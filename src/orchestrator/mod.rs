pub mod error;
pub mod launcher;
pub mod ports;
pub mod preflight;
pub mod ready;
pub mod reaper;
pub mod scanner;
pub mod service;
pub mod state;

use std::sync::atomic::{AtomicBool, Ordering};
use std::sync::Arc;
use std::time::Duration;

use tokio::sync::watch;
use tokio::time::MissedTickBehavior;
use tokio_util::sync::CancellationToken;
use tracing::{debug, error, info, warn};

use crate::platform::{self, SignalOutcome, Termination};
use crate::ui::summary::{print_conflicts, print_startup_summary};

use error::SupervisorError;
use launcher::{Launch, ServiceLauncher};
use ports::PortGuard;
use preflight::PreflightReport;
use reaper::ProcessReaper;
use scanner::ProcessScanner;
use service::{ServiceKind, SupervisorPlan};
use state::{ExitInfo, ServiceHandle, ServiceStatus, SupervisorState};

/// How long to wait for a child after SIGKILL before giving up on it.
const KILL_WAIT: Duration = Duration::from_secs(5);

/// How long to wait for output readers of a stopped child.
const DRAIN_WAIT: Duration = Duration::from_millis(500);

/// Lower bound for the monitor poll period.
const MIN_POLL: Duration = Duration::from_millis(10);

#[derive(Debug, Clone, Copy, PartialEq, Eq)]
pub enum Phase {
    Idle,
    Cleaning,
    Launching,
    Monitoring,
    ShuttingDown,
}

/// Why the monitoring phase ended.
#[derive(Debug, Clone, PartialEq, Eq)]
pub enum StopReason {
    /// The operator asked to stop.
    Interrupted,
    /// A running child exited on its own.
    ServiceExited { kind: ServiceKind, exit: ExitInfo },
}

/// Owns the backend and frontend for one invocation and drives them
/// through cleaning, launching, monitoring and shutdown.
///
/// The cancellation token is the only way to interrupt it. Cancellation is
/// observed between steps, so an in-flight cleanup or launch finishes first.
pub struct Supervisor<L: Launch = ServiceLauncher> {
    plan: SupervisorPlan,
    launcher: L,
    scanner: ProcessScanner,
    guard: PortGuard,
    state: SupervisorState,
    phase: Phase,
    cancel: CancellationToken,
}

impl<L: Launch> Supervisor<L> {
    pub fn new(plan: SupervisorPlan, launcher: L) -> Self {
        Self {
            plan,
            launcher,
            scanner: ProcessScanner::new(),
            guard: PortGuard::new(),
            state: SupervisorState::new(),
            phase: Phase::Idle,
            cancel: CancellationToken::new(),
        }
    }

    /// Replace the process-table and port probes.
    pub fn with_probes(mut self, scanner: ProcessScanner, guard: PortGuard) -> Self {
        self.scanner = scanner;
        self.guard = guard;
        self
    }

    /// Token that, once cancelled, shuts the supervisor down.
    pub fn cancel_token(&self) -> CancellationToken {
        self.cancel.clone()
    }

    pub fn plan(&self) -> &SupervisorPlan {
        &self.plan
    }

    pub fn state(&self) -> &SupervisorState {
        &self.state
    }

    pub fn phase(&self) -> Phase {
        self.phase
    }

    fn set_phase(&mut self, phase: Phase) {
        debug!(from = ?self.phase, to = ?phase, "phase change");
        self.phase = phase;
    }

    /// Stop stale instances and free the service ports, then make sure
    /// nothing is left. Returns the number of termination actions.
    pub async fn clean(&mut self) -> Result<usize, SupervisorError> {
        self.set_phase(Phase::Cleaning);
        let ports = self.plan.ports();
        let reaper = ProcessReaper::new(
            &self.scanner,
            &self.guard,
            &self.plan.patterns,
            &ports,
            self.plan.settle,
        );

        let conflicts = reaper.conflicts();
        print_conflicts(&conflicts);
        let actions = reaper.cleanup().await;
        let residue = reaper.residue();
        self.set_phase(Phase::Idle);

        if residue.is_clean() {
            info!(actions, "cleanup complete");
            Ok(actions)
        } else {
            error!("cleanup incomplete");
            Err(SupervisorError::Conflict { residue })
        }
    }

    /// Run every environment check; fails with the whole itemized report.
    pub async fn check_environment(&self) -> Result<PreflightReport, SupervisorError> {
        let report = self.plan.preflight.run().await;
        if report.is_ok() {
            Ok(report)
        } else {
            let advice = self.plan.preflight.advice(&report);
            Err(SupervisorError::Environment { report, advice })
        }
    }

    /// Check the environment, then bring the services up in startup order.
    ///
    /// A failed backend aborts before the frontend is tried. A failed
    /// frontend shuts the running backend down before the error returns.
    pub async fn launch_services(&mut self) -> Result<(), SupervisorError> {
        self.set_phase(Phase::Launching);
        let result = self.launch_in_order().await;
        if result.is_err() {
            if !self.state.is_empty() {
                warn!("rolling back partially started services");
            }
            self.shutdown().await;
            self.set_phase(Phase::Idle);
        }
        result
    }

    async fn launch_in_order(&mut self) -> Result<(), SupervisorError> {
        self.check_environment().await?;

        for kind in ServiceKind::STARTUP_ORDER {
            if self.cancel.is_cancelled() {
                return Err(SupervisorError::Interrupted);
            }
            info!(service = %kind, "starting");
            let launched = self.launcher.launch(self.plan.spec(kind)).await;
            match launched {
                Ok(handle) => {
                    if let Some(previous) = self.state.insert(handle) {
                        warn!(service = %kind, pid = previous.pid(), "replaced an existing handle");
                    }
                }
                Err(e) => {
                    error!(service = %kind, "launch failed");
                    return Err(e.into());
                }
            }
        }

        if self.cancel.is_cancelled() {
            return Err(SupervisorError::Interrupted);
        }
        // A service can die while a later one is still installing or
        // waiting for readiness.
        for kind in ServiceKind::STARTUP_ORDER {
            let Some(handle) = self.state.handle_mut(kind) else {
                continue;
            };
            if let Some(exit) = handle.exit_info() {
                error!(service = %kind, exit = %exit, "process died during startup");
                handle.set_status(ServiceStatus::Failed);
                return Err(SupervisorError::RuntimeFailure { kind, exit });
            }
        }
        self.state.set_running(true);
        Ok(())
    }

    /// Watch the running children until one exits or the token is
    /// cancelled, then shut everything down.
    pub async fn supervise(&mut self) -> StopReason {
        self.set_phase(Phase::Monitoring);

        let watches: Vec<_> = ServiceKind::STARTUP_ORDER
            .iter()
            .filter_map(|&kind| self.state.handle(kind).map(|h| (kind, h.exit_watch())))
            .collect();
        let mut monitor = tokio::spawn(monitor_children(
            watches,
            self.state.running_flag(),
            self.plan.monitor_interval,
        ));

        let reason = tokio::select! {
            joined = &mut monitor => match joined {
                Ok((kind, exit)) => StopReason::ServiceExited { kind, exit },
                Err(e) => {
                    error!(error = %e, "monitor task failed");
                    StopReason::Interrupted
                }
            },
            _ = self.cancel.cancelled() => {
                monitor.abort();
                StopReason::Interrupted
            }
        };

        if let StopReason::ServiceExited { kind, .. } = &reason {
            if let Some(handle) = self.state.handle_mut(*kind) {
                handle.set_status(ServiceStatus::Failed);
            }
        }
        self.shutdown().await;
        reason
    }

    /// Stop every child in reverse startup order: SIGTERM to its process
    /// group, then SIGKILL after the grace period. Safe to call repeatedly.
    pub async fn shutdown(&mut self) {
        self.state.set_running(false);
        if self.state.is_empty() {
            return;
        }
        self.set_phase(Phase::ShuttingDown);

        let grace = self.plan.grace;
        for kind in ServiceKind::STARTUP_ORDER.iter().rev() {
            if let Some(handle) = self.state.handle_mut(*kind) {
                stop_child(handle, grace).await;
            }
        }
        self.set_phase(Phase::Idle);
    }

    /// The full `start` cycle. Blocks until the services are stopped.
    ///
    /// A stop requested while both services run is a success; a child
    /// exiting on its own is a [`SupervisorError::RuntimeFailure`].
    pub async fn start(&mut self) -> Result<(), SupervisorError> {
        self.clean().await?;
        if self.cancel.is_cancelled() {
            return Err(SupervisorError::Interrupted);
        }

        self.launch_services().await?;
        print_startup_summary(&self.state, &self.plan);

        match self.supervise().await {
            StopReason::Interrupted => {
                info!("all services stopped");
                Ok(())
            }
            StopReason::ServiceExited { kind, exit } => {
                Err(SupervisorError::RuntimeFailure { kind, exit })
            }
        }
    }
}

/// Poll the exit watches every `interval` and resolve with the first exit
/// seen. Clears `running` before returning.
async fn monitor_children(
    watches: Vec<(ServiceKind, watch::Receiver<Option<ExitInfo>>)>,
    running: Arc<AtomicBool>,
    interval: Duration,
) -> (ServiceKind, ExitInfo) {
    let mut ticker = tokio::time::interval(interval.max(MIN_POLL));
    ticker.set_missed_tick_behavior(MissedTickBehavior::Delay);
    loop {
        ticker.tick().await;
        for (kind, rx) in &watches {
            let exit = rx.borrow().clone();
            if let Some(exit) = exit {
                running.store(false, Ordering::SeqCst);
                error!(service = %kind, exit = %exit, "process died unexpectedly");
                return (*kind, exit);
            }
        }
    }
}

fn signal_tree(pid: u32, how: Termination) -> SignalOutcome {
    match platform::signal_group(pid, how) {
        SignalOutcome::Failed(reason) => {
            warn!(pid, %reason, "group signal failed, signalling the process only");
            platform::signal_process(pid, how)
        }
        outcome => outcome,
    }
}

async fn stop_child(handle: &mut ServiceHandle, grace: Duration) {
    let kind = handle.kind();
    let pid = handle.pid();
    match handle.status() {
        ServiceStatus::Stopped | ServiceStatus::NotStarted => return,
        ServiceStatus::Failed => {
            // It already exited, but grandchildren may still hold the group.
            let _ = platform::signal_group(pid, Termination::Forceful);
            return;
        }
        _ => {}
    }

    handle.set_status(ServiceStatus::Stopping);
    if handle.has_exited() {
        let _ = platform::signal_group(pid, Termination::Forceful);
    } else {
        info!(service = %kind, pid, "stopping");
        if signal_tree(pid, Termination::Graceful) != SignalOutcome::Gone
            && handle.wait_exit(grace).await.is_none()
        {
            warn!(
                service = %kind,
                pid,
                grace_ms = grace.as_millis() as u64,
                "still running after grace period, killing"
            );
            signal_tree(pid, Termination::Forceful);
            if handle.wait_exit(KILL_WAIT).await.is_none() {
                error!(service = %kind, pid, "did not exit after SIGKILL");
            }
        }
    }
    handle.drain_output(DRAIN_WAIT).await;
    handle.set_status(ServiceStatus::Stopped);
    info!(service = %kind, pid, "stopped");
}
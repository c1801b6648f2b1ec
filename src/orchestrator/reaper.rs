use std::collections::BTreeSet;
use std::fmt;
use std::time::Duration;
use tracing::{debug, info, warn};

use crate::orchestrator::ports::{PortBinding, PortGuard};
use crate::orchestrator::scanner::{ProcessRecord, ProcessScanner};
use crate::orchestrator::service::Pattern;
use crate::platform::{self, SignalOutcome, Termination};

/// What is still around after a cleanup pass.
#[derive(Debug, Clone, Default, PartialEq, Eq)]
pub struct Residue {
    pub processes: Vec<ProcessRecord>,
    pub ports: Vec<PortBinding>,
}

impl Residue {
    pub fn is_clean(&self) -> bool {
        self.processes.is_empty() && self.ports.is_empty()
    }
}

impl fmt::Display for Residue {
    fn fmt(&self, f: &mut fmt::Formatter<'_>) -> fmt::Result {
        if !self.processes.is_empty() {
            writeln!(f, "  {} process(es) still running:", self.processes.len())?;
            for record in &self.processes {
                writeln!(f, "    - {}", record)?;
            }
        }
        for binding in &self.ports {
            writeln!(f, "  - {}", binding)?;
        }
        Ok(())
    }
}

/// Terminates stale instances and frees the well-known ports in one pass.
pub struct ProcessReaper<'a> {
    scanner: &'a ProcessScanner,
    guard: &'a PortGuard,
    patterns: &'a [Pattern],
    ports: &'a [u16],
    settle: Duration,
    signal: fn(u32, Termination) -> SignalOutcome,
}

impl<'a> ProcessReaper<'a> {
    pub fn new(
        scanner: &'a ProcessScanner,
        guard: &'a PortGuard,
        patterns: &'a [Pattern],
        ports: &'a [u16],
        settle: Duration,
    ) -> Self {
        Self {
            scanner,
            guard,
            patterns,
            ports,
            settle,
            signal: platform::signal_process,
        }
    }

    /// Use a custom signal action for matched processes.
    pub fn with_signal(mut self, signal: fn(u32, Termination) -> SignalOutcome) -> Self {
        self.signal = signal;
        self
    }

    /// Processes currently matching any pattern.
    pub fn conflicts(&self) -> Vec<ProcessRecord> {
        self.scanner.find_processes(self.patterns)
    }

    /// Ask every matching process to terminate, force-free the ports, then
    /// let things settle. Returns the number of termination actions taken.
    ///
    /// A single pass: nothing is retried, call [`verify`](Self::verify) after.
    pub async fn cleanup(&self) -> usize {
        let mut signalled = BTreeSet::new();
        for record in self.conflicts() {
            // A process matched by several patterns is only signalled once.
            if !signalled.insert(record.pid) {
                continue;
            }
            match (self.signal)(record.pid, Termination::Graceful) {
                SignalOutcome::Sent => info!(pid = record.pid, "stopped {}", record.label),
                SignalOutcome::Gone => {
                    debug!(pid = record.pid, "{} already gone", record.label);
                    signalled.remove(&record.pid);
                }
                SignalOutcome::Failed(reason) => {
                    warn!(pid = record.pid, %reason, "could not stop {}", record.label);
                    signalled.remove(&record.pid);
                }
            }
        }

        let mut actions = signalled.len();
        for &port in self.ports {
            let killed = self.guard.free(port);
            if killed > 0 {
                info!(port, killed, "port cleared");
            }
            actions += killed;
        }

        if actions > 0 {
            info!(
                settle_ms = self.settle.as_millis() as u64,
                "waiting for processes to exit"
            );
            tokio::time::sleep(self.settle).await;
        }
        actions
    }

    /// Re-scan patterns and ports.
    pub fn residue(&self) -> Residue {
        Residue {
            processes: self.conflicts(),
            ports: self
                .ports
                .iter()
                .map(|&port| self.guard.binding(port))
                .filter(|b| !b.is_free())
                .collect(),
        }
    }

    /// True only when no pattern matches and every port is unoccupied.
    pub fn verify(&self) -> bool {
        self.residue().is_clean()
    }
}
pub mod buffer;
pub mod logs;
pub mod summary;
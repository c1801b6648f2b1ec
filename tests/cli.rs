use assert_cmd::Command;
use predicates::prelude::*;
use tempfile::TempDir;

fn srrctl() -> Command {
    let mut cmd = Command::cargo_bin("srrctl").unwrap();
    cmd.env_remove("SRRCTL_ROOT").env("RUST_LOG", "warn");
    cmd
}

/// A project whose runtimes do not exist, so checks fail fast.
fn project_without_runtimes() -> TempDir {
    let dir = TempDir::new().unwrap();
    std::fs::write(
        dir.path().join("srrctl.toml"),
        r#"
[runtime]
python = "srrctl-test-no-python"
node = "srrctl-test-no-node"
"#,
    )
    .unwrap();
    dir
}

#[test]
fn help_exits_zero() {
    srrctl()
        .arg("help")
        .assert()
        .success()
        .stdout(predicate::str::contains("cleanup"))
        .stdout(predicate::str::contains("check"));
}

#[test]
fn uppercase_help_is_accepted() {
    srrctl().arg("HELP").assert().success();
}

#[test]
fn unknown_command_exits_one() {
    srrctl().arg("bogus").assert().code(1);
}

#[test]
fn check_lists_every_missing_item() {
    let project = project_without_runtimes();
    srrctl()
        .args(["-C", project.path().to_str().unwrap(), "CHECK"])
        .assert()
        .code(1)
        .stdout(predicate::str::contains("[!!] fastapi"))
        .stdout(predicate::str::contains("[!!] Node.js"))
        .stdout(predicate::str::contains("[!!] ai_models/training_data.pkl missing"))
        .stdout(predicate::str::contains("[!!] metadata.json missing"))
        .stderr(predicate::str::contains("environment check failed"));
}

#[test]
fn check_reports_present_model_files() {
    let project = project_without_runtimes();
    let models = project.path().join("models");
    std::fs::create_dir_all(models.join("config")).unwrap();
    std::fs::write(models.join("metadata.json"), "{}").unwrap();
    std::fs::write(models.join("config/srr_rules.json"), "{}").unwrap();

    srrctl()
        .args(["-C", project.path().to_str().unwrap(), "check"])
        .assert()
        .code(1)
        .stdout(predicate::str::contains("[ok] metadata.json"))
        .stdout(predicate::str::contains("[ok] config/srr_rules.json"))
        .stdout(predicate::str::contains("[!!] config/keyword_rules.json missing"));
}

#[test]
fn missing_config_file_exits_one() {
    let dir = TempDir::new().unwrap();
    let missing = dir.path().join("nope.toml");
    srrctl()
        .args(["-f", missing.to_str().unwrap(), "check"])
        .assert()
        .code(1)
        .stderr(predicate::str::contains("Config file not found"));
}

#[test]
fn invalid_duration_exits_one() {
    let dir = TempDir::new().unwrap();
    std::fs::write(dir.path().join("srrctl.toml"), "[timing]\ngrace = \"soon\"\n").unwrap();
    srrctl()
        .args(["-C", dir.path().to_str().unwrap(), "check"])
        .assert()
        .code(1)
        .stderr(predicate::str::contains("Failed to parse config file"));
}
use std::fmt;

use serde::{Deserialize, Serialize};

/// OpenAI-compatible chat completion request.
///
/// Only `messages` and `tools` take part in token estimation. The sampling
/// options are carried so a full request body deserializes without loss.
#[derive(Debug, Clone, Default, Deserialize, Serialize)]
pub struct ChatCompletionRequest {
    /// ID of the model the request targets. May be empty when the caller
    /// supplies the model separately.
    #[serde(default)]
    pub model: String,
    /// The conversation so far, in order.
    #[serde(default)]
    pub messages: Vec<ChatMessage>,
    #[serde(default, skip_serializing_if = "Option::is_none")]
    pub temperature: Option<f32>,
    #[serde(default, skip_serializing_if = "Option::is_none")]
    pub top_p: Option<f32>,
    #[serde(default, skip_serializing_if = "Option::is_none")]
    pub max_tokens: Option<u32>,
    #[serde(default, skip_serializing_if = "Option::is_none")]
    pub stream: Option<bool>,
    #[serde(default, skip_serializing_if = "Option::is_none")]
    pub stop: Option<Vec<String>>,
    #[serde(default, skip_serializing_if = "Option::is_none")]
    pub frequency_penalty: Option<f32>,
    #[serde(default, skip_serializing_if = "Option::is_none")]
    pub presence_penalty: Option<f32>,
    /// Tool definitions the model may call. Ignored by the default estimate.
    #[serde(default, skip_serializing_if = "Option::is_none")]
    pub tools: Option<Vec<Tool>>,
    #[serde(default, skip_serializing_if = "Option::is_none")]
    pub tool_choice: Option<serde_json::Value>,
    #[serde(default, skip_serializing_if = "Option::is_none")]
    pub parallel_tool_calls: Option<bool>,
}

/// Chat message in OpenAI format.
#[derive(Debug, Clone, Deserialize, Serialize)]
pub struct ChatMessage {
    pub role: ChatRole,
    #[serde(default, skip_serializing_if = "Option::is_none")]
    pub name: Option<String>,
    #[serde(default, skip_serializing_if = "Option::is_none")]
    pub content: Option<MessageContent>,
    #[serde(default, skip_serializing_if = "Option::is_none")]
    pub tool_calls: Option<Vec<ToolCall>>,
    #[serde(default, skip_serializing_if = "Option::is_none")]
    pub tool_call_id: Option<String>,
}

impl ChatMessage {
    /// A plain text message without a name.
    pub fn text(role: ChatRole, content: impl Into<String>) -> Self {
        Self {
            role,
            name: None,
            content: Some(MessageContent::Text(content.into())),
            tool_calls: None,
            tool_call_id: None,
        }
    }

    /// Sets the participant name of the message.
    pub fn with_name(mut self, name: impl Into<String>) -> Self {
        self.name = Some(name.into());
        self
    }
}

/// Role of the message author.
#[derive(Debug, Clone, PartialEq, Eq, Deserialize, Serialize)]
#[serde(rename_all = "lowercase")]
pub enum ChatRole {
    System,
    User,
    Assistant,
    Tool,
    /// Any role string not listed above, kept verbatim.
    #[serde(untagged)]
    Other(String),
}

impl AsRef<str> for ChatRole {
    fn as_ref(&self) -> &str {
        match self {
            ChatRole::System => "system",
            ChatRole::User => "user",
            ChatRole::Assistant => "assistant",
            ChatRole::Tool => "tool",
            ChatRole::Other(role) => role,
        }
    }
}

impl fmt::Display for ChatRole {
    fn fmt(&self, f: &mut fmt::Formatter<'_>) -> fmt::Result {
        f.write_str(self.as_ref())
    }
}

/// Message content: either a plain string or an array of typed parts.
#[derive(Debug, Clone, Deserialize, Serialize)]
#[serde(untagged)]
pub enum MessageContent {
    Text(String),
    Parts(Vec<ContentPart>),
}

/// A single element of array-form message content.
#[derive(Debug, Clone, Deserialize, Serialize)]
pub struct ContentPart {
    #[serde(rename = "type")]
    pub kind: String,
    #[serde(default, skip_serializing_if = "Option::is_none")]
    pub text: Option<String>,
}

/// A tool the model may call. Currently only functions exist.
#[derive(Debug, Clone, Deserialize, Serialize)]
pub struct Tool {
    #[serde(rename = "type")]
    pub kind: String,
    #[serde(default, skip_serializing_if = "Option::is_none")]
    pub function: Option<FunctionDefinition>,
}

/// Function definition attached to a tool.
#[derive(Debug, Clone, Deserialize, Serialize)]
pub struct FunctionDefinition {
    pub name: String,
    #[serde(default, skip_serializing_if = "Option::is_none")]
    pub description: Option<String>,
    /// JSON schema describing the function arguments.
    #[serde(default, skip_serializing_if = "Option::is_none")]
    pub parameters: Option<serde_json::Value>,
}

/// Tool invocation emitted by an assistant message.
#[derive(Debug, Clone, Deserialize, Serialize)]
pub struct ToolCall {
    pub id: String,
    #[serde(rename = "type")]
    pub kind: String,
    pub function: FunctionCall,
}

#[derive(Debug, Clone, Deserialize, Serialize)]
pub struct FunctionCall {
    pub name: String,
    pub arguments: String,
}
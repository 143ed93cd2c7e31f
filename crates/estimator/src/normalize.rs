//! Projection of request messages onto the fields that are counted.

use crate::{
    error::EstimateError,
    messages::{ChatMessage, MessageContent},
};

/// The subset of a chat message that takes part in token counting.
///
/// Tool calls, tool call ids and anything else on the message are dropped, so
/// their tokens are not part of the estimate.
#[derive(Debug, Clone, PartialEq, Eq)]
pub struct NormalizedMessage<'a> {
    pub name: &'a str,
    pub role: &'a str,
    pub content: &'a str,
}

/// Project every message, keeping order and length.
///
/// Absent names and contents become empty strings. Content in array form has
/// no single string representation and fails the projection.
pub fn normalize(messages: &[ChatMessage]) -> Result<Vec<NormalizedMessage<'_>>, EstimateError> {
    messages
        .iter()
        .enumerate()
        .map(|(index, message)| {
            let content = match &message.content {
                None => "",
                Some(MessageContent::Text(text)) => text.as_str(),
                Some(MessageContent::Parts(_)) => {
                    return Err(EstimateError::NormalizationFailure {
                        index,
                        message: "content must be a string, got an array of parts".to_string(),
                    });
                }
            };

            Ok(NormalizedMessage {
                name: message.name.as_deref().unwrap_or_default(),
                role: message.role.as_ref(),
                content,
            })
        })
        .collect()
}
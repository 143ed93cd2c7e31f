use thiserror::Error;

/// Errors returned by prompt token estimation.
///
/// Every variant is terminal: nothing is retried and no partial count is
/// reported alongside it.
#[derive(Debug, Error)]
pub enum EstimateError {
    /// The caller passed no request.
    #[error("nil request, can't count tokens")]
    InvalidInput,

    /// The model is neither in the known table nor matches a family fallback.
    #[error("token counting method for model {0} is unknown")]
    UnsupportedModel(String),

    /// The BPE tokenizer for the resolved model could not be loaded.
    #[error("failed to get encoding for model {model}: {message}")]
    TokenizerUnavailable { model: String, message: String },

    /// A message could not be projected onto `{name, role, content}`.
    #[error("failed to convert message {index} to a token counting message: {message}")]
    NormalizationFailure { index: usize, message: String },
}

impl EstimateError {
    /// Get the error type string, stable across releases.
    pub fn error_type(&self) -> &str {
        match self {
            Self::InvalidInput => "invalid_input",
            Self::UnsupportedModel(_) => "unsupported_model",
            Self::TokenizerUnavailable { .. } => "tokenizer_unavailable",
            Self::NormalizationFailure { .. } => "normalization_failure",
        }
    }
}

******

Reproduce every line in the data that has the word "verify" in it.

    /// A single pass: nothing is retried, call [`verify`](Self::verify) after.
    pub fn verify(&self) -> bool {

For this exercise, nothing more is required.